A utility for accepting GitHub webhooks and running a set of commands.
This application was developed to easily facilitate updating small side-projects on a VPS from GitHub webhooks. The base memory of the application if 500kbs, making it perfect for runnings on a VPS with a small memory limit.
- Build the application from source (with the rust nightly toolchain):
cargo build --release
. The default output binary path is./target/release/hooked-rs
- Configure the application via a yaml file.
example.yml
can be used for reference. - Run it -
./hooked-rs --config path-to-config.yml
Properties:
- port [int]: The port for the hook API to listen on.
- host [string]: The host namespace.
- log [string]: The path to the log output of the application.
- targets [Array]: A list of target applications
Target type:
- repository
- branch
- directory
- steps [Array]: Steps to run when a hook is received. The only step that occurs by default is changing directory to the one provided for the target. All git commands to update the source directory must be specified.
See example.yml for a functional example.
- hooked-rs does not manage GitHub authentication.
- hooked-rs does not persist any state. If there are jobs in the queue and the application is terminated, these jobs will be lost. However a job cannot panic the main thread, so this is unlikely to happen.
- The shell environment is currently hardcoded to
sh
, making this unsuitable for Windows. This may be made configurable in the future. PRs welcome.

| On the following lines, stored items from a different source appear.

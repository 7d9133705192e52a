use anyhow::Result;
use serde::{Deserialize, Serialize};
use std::time::Duration;
use thiserror::Error;

/// Environment variable prefix, e.g. `CALLSTREAM_BUS__URL`
pub const ENV_PREFIX: &str = "CALLSTREAM";

#[derive(Error, Debug, Clone, PartialEq, Eq)]
pub enum ConfigError {
    #[error("Missing required setting: {key}")]
    Missing { key: String },

    #[error("Invalid value for {key}: {message}")]
    Invalid { key: String, message: String },

    #[error("Bus backend {backend} is not compiled into this build (enable the `{feature}` feature)")]
    BackendUnavailable { backend: String, feature: String },
}

#[derive(Debug, Clone, Default, Deserialize, Serialize)]
#[serde(default)]
pub struct Config {
    pub service: ServiceConfig,
    pub bus: BusConfig,
    pub worker: WorkerSettings,
    pub breaker: BreakerSettings,
    pub health: HealthSettings,
    pub provider: ProviderSettings,
    pub sink: SinkSettings,
}

#[derive(Debug, Clone, Deserialize, Serialize)]
#[serde(default)]
pub struct ServiceConfig {
    pub name: String,
    pub http: HttpConfig,
}

impl Default for ServiceConfig {
    fn default() -> Self {
        Self {
            name: "loqa-callstream".to_string(),
            http: HttpConfig::default(),
        }
    }
}

#[derive(Debug, Clone, Deserialize, Serialize)]
#[serde(default)]
pub struct HttpConfig {
    pub bind: String,
    pub port: u16,
}

impl Default for HttpConfig {
    fn default() -> Self {
        Self {
            bind: "0.0.0.0".to_string(),
            port: 8090,
        }
    }
}

#[derive(Debug, Clone, Copy, PartialEq, Eq, Deserialize, Serialize, clap::ValueEnum)]
#[serde(rename_all = "lowercase")]
pub enum BusBackend {
    Redis,
    Kafka,
}

#[derive(Debug, Clone, Deserialize, Serialize)]
#[serde(default)]
pub struct BusConfig {
    pub backend: BusBackend,
    /// Broker URL (`redis://host:6379`) or Kafka bootstrap servers
    pub url: String,
    pub consumer_group: String,
    /// Defaults to a random per-process name
    pub consumer_name: Option<String>,
    pub audio_topic: String,
    pub call_end_topic: String,
    pub transcript_topic: String,
    pub max_len: usize,
    pub block_ms: u64,
    pub read_count: usize,
    /// Pending entries idle this long are reclaimed by any consumer
    pub claim_min_idle_ms: u64,
    /// How often a read loop looks for reclaimable pending entries
    pub reclaim_interval_ms: u64,
    pub backoff_secs: u64,
    pub transient_retry_ms: u64,
    pub pool_max_entries: usize,
}

impl Default for BusConfig {
    fn default() -> Self {
        Self {
            backend: BusBackend::Redis,
            url: String::new(),
            consumer_group: "callstream-workers".to_string(),
            consumer_name: None,
            audio_topic: "audio.frames".to_string(),
            call_end_topic: "call.end".to_string(),
            transcript_topic: "transcripts".to_string(),
            max_len: 1000,
            block_ms: 500,
            read_count: 50,
            claim_min_idle_ms: 30_000,
            reclaim_interval_ms: 10_000,
            backoff_secs: 60,
            transient_retry_ms: 1000,
            pool_max_entries: 16,
        }
    }
}

#[derive(Debug, Clone, Deserialize, Serialize)]
#[serde(default)]
pub struct WorkerSettings {
    pub min_flush_ms: u64,
    pub max_flush_ms: u64,
    pub stale_timeout_ms: u64,
    pub grace_period_ms: u64,
    pub sweep_interval_ms: u64,
    pub ended_retention_ms: u64,
    pub provider_timeout_ms: u64,
}

impl Default for WorkerSettings {
    fn default() -> Self {
        Self {
            min_flush_ms: 100,
            max_flush_ms: 1000,
            stale_timeout_ms: 5000,
            grace_period_ms: 10_000,
            sweep_interval_ms: 2000,
            ended_retention_ms: 60_000,
            provider_timeout_ms: 5000,
        }
    }
}

#[derive(Debug, Clone, Deserialize, Serialize)]
#[serde(default)]
pub struct BreakerSettings {
    pub failure_threshold: u32,
    pub open_timeout_ms: u64,
    pub reset_timeout_ms: u64,
}

impl Default for BreakerSettings {
    fn default() -> Self {
        Self {
            failure_threshold: 5,
            open_timeout_ms: 60_000,
            reset_timeout_ms: 120_000,
        }
    }
}

#[derive(Debug, Clone, Deserialize, Serialize)]
#[serde(default)]
pub struct HealthSettings {
    pub heartbeat_interval_secs: u64,
    pub sweep_interval_secs: u64,
    pub heartbeat_timeout_secs: u64,
}

impl Default for HealthSettings {
    fn default() -> Self {
        Self {
            heartbeat_interval_secs: 15,
            sweep_interval_secs: 30,
            heartbeat_timeout_secs: 45,
        }
    }
}

#[derive(Debug, Clone, Deserialize, Serialize)]
#[serde(default)]
pub struct ProviderSettings {
    pub nats_url: String,
    /// Request subject of the speech-recognition service
    pub subject: String,
    pub timeout_ms: u64,
}

impl Default for ProviderSettings {
    fn default() -> Self {
        Self {
            nats_url: "nats://localhost:4222".to_string(),
            subject: "stt.request".to_string(),
            timeout_ms: 5000,
        }
    }
}

#[derive(Debug, Clone, Copy, PartialEq, Eq, Deserialize, Serialize)]
#[serde(rename_all = "lowercase")]
pub enum SinkKind {
    Nats,
    Bus,
}

#[derive(Debug, Clone, Deserialize, Serialize)]
#[serde(default)]
pub struct SinkSettings {
    pub kind: SinkKind,
    pub nats_url: String,
    pub max_retries: u32,
    pub retry_delay_ms: u64,
}

impl Default for SinkSettings {
    fn default() -> Self {
        Self {
            kind: SinkKind::Nats,
            nats_url: "nats://localhost:4222".to_string(),
            max_retries: 3,
            retry_delay_ms: 200,
        }
    }
}

impl Config {
    /// Load from an optional config file, then `CALLSTREAM_*` environment overrides
    pub fn load(path: &str) -> Result<Self> {
        let settings = config::Config::builder()
            .add_source(config::File::with_name(path).required(false))
            .add_source(
                config::Environment::with_prefix(ENV_PREFIX)
                    .prefix_separator("_")
                    .separator("__")
                    .try_parsing(true),
            )
            .build()?;

        Ok(settings.try_deserialize()?)
    }

    pub fn from_toml(contents: &str) -> Result<Self> {
        let settings = config::Config::builder()
            .add_source(config::File::from_str(contents, config::FileFormat::Toml))
            .build()?;

        Ok(settings.try_deserialize()?)
    }

    /// Reject settings the service cannot start with
    pub fn validate(&self) -> std::result::Result<(), ConfigError> {
        require("bus.url", &self.bus.url)?;
        require("bus.consumer_group", &self.bus.consumer_group)?;
        require("bus.audio_topic", &self.bus.audio_topic)?;
        require("bus.call_end_topic", &self.bus.call_end_topic)?;

        if self.bus.pool_max_entries == 0 {
            return Err(invalid("bus.pool_max_entries", "must be at least 1"));
        }
        if self.bus.read_count == 0 {
            return Err(invalid("bus.read_count", "must be at least 1"));
        }
        if self.bus.reclaim_interval_ms == 0 {
            return Err(invalid("bus.reclaim_interval_ms", "must be greater than 0"));
        }

        let w = &self.worker;
        if w.min_flush_ms == 0 {
            return Err(invalid("worker.min_flush_ms", "must be greater than 0"));
        }
        if w.min_flush_ms > w.max_flush_ms {
            return Err(invalid(
                "worker.max_flush_ms",
                &format!(
                    "must be at least min_flush_ms ({} > {})",
                    w.min_flush_ms, w.max_flush_ms
                ),
            ));
        }
        if w.sweep_interval_ms == 0 {
            return Err(invalid("worker.sweep_interval_ms", "must be greater than 0"));
        }

        if self.breaker.failure_threshold == 0 {
            return Err(invalid("breaker.failure_threshold", "must be at least 1"));
        }

        let h = &self.health;
        if h.heartbeat_interval_secs == 0 || h.sweep_interval_secs == 0 {
            return Err(invalid("health", "intervals must be greater than 0"));
        }
        if h.heartbeat_timeout_secs <= h.heartbeat_interval_secs {
            return Err(invalid(
                "health.heartbeat_timeout_secs",
                "must be longer than heartbeat_interval_secs",
            ));
        }

        if self.sink.kind == SinkKind::Bus {
            require("bus.transcript_topic", &self.bus.transcript_topic)?;
        }

        Ok(())
    }
}

impl WorkerSettings {
    pub fn min_flush(&self) -> Duration {
        Duration::from_millis(self.min_flush_ms)
    }

    pub fn max_flush(&self) -> Duration {
        Duration::from_millis(self.max_flush_ms)
    }
}

fn require(key: &str, value: &str) -> std::result::Result<(), ConfigError> {
    if value.trim().is_empty() {
        Err(ConfigError::Missing {
            key: key.to_string(),
        })
    } else {
        Ok(())
    }
}

fn invalid(key: &str, message: &str) -> ConfigError {
    ConfigError::Invalid {
        key: key.to_string(),
        message: message.to_string(),
    }
}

- 200: Status hook received and added to queue for a known target and branch
- 202: Status hook received for a known target, but the state of the hook was not "success", so no action was taken
- 204: Status hook received for a known target, but a branch did not match, so no action was taken
- 404: Status hook received but it did not match any target repository
- 422: Unhandled webhook. All webhook types except "status" will return this. To prevent this, configure your webhook to only send status hooks.
As target jobs are run asyncronously, the HTTP status code returned to GH will not reflect the success of the underlying job.